To be sure, there are positive features of the current deal that could make it very difficult — in fact economically catastrophic — for Iran to decide to secretly make a weapon.
First, 96 percent of Iran’s Low Enriched Uranium (LEU) stockpile will be reduced, part of which will be sold abroad “in return for natural uranium delivered to Iran” and the rest diluted at home. Enrichment is one path to a bomb and with only 300 kilograms (660 pounds) of LEU remaining in Iran, Tehran will not have enough to make a weapon. Even if Iran does have a stockpile of undeclared LEU somewhere, if and when it decides to make a weapon, it will be easier to detect, even after the 24-day procedure required for inspection of non-declared military sites. Removal of residue from nuclear material such as uranium is very difficult; it can stay in soil and water samples for months, if not years.
The deal also blocks Iran’s path to a bomb via plutonium, since the Arak reactor will be removed and redesigned to produce less plutonium,if any.
In addition, the deal’s “snapback” mechanism would reimpose sanctions against Iran in 65 days, if it were to be found in breach of its commitments.
Last but not least, removal of some of the sanctions will also be conditional upon Iran answering questions about the Possible Military Dimension (PMD) of its nuclear program. This refers to allegations that Iran had until 2003 a functional military nuclear program. Iran has been playing coy with the IAEA over this matter for a number of years. However until today, clarification over PMD has not been tied to sanctions. Now that they are, Iran is very likely to resolve this matter.

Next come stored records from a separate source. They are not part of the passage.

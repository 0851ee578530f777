use std::sync::atomic::AtomicUsize;
use std::sync::atomic::Ordering;
use std::sync::Arc;
use std::time::Duration;

use d_cache::CacheController;
use d_cache::CacheStorage;
use d_cache::ConcurrencyControl;
use d_cache::MemoryStream;
use serde_json::json;

use crate::common::counting_operation;
use crate::common::eventually;
use crate::common::start_instance;

#[tokio::test]
async fn test_value_computed_on_one_instance_is_served_by_another() {
    crate::enable_logger();
    let broker = MemoryStream::new();
    let a = start_instance(&broker, "a", ConcurrencyControl::Local).await.unwrap();
    let b = start_instance(&broker, "b", ConcurrencyControl::Local).await.unwrap();

    let a_runs = Arc::new(AtomicUsize::new(0));
    let b_runs = Arc::new(AtomicUsize::new(0));
    let on_a = counting_operation(&a.manager, "profile", 5, Duration::ZERO, a_runs.clone());
    let on_b = counting_operation(&b.manager, "profile", 9, Duration::ZERO, b_runs.clone());

    assert_eq!(on_a.call("user-1", ()).await.unwrap(), 5);

    let storage = b.storage.clone();
    assert!(
        eventually(|| {
            let storage = storage.clone();
            async move { storage.get("user-1").await.unwrap().is_some() }
        })
        .await
    );
    assert_eq!(on_b.call("user-1", ()).await.unwrap(), 5);
    assert_eq!(b_runs.load(Ordering::SeqCst), 0);

    a.controller.close().await.unwrap();
    b.controller.close().await.unwrap();
}

#[tokio::test]
async fn test_repeated_broadcast_leaves_one_value() {
    let broker = MemoryStream::new();
    let a = start_instance(&broker, "a", ConcurrencyControl::Local).await.unwrap();
    let b = start_instance(&broker, "b", ConcurrencyControl::Local).await.unwrap();

    for _ in 0..3 {
        a.controller
            .broadcast_cache_key("k", Duration::from_secs(60), json!({ "v": 1 }))
            .await;
    }

    let storage = b.storage.clone();
    assert!(
        eventually(|| {
            let storage = storage.clone();
            async move { storage.get("k").await.unwrap().is_some() }
        })
        .await
    );
    assert_eq!(b.storage.get("k").await.unwrap(), Some(json!({ "v": 1 })));
    assert_eq!(b.storage.len().await, 1);

    a.controller.close().await.unwrap();
    b.controller.close().await.unwrap();
}

#[tokio::test]
async fn test_eviction_propagates_to_every_instance() {
    let broker = MemoryStream::new();
    let a = start_instance(&broker, "a", ConcurrencyControl::Local).await.unwrap();
    let b = start_instance(&broker, "b", ConcurrencyControl::Local).await.unwrap();
    let runs = Arc::new(AtomicUsize::new(0));
    let on_a = counting_operation(&a.manager, "profile", 5, Duration::ZERO, runs.clone());

    b.storage.set("user-1", Duration::ZERO, json!(5)).await.unwrap();
    a.storage.set("user-1", Duration::ZERO, json!(5)).await.unwrap();

    on_a.evict("user-1").await;

    assert_eq!(a.storage.get("user-1").await.unwrap(), None);
    let storage = b.storage.clone();
    assert!(
        eventually(|| {
            let storage = storage.clone();
            async move { storage.get("user-1").await.unwrap().is_none() }
        })
        .await
    );

    a.controller.close().await.unwrap();
    b.controller.close().await.unwrap();
}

The leaders of Israel have every right to voice their concerns over the current deal. Even the opposition is concerned about it. But the deal’s restrictions on Iran mean that the breakout time needed to make a nuclear weapon has been pushed back to a year. Without the deal it would be two to three months.
Israel should be just as concerned, if not more, with improving U.S. relations and modifying its expectations. There is so much mistrust of the Obama administration’s Iran policy and the latest Iran agreement that Netanyahu has publicly declared that “Israel is not bound by the agreement.” Israel’s ambassador Ron Dermer has been cut off from the White House — an unprecedented move in contemporary US-Israel relations. This impasse must change. Senior U.S. and Israeli government officials must meet at the earliest opportunity to resolve differences and to come up with a common strategy to address any potential future threats posed by Iran.
It was completely unrealistic for Netanyahu to demand that Iran give up its entire nuclear program. The opposition is also guilty of having unrealistic expectations, for instance, about Iran’s funding of Israel’s enemies. How could any deal aimed at stopping Iranian financial support to Hezbollah and Syrian President Bashar al-Assad be verifiable? Also, when it comes to support for Hezbollah, Iran spends $200 million a year on the organization. Last year, Iran’s official budget was $294 billion. Help for Hezbollah was a mere .07 percent of the funds available to it. Even without the sanctions, Iran could still support Hezbollah.
Meanwhile the leaders of Iran must also think about their actions. It would be unfair and inaccurate to say all Israelis and Jewish diaspora members who oppose a deal with Iran do so because they want war. After the Holocaust, Jews are very sensitive towards anyone who uses eliminationist terms against them. Iranian regime’s constant calls for Israel to be wiped off the face of the map touches this very fear, and creates a strong reaction. Therefore even after a deal, even if Iran abides by all of its commitments, as long as the Iranian regime continues to call for the elimination of Israel, a majority of diaspora Jews and Israelis will distrust anything Tehran does, and will try to counter it in the halls of Congress.